Fue también en 2011 cuando se inauguró la primera fase del gasoducto submarino Nord Stream I, y en 2012, la segunda para llevar gas natural ruso a Europa a través de Alemania. Pero no quedó ahí la miopía geopolítica mostrada por Alemania, que siguió profundizando con Rusia su cooperación en materia gasista de manera que en septiembre de 2021 quedaba terminado el Nord Stream II, doblando la capacidad ya existente diez años antes, si bien su puesta en funcionamiento ha sido suspendida por el canciller Scholz en respuesta a la invasión rusa que, hoy, nos recuerda con virulencia la debilidad energética europea respecto a Rusia.

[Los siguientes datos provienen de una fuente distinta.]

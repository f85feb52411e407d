use crate::error::MathError;
use crate::modulus::prime::Prime;
use primality_test::is_prime;

/// Enumerates primes q = 1 mod nth_root close to 2^bit_size, either
/// upstream (q > 2^bit_size), downstream (q < 2^bit_size) or alternating.
/// Candidates are kept within half a bit of 2^bit_size.
pub struct NTTFriendlyPrimesGenerator {
    bit_size: u64,
    upper_bound: u64,
    lower_bound: u64,
    next_prime: u64,
    prev_prime: u64,
    nth_root: u64,
    check_next_prime: bool,
    check_prev_prime: bool,
}

impl NTTFriendlyPrimesGenerator {
    pub fn new(bit_size: u64, nth_root: u64) -> Result<Self, MathError> {
        if nth_root < 2 || nth_root & (nth_root - 1) != 0 {
            return Err(MathError::NotPowerOfTwo { value: nth_root });
        }

        if bit_size < 2 || bit_size > 61 || nth_root > 1 << bit_size {
            return Err(MathError::PrimesExhausted { bit_size, nth_root });
        }

        let center: u64 = 1 << bit_size;
        let upper_bound: u64 = (bit_size as f64 + 0.5).exp2() as u64;
        let lower_bound: u64 = (bit_size as f64 - 0.5).exp2() as u64;

        let next_prime: u64 = center + 1;
        let check_prev_prime: bool = center >= nth_root;
        let prev_prime: u64 = (center + 1).saturating_sub(nth_root);

        Ok(Self {
            bit_size,
            upper_bound,
            lower_bound,
            next_prime,
            prev_prime,
            nth_root,
            check_next_prime: true,
            check_prev_prime,
        })
    }

    fn exhausted(&self) -> MathError {
        MathError::PrimesExhausted {
            bit_size: self.bit_size,
            nth_root: self.nth_root,
        }
    }

    pub fn next_alternating_primes(&mut self, k: usize) -> Result<Vec<Prime<u64>>, MathError> {
        (0..k).map(|_| self.next_alternating_prime()).collect()
    }

    /// Returns the smallest not yet returned prime above 2^bit_size.
    pub fn next_upstream_prime(&mut self) -> Result<Prime<u64>, MathError> {
        loop {
            match self.step_upstream() {
                Some(Ok(prime)) => return Ok(prime),
                Some(Err(err)) => return Err(err),
                None if !self.check_next_prime => return Err(self.exhausted()),
                None => {}
            }
        }
    }

    /// Returns the largest not yet returned prime below 2^bit_size.
    pub fn next_downstream_prime(&mut self) -> Result<Prime<u64>, MathError> {
        loop {
            match self.step_downstream() {
                Some(Ok(prime)) => return Ok(prime),
                Some(Err(err)) => return Err(err),
                None if !self.check_prev_prime => return Err(self.exhausted()),
                None => {}
            }
        }
    }

    /// Alternates between the upstream and the downstream sequences.
    pub fn next_alternating_prime(&mut self) -> Result<Prime<u64>, MathError> {
        loop {
            if !(self.check_next_prime || self.check_prev_prime) {
                return Err(self.exhausted());
            }

            if let Some(prime) = self.step_upstream() {
                return prime;
            }

            if let Some(prime) = self.step_downstream() {
                return prime;
            }
        }
    }

    /// Tests one upstream candidate.
    fn step_upstream(&mut self) -> Option<Result<Prime<u64>, MathError>> {
        if !self.check_next_prime {
            return None;
        }

        if self.next_prime > self.upper_bound || self.next_prime > u64::MAX - self.nth_root {
            self.check_next_prime = false;
            return None;
        }

        let candidate: u64 = self.next_prime;
        self.next_prime += self.nth_root;

        if is_prime(candidate) {
            return Some(Prime::new_unchecked(candidate));
        }

        None
    }

    /// Tests one downstream candidate.
    fn step_downstream(&mut self) -> Option<Result<Prime<u64>, MathError>> {
        if !self.check_prev_prime {
            return None;
        }

        if self.prev_prime < self.lower_bound || self.prev_prime < self.nth_root {
            self.check_prev_prime = false;
            return None;
        }

        let candidate: u64 = self.prev_prime;
        self.prev_prime -= self.nth_root;

        if is_prime(candidate) {
            return Some(Prime::new_unchecked(candidate));
        }

        None
    }
}

#[cfg(test)]
mod tests {
    use super::*;

    #[test]
    fn alternating_primes() {
        let nth_root: u64 = 1 << 16;
        let mut generator: NTTFriendlyPrimesGenerator =
            NTTFriendlyPrimesGenerator::new(30, nth_root).unwrap();

        let primes: Vec<Prime<u64>> = generator.next_alternating_primes(10).unwrap();
        assert_eq!(primes.len(), 10);
        for prime in primes.iter() {
            assert_eq!(prime.q() % nth_root, 1);
        }
    }

    #[test]
    fn downstream_batching_prime() {
        let mut generator: NTTFriendlyPrimesGenerator =
            NTTFriendlyPrimesGenerator::new(20, 1 << 14).unwrap();
        assert_eq!(generator.next_downstream_prime().unwrap().q(), 1032193);
    }

    #[test]
    fn exhausted() {
        // 2^4 + 1 = 17 is the only candidate within half a bit of 2^4.
        let mut generator: NTTFriendlyPrimesGenerator = NTTFriendlyPrimesGenerator::new(4, 16).unwrap();
        assert_eq!(generator.next_upstream_prime().unwrap().q(), 17);
        assert_eq!(
            generator.next_upstream_prime(),
            Err(MathError::PrimesExhausted {
                bit_size: 4,
                nth_root: 16
            })
        );
    }
}
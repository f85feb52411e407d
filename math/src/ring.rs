pub mod impl_u64;

use crate::dft::ntt::Table;
use crate::modulus::WordOps;
use crate::modulus::prime::Prime;
use crate::poly::Poly;
use num_traits::Unsigned;

/// The negacyclic ring Z_q[X]/(X^n+1) with its NTT table.
#[derive(Clone, Debug, PartialEq)]
pub struct Ring<O: Unsigned> {
    pub n: usize,
    pub modulus: Prime<O>,
    pub dft: Table<O>,
}

impl<O: Unsigned> Ring<O> {
    pub fn log_n(&self) -> usize {
        self.n().log2()
    }

    pub fn n(&self) -> usize {
        self.n
    }

    /// Returns 2n, the order of the cyclotomic X^n+1.
    pub fn cyclotomic_order(&self) -> usize {
        self.n << 1
    }

    pub fn new_poly(&self) -> Poly<u64> {
        Poly::<u64>::new(self.n())
    }
}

Ala luz de todo ello, en Europa debemos desandar parte del camino andado en materia energética durante las últimas dos décadas. Deben retomarse los proyectos de interconexiones transpirenaicas que debían estar funcionando hace dos años y que la desidia europea y española de algunos –que ahora descubren que la península Ibérica es una isla energética– hicieron abandonar con graves consecuencias económicas y geopolíticas. Sugiero una revisión de los procedimientos y plazos para la tramitación administrativa y medioambiental de los proyectos renovables y de despliegue de redes pues no hacerlo dificultaría el ritmo que la transición energética exige. Aumentar la inversión en eficiencia energética para consumir menos y mejor es crucial, pero de nuevo esa inversión requiere un marco regulatorio que la facilite. Son acciones que no se improvisan a corto plazo y que por la naturaleza de los proyectos a realizar nos condenan a una dependencia energética y a un entorno de precios elevados durante un periodo largo. Si al menos sirve para que Europa desarrolle una política energética realista y posible, quizás sea útil para no volver a repetir los mismos errores.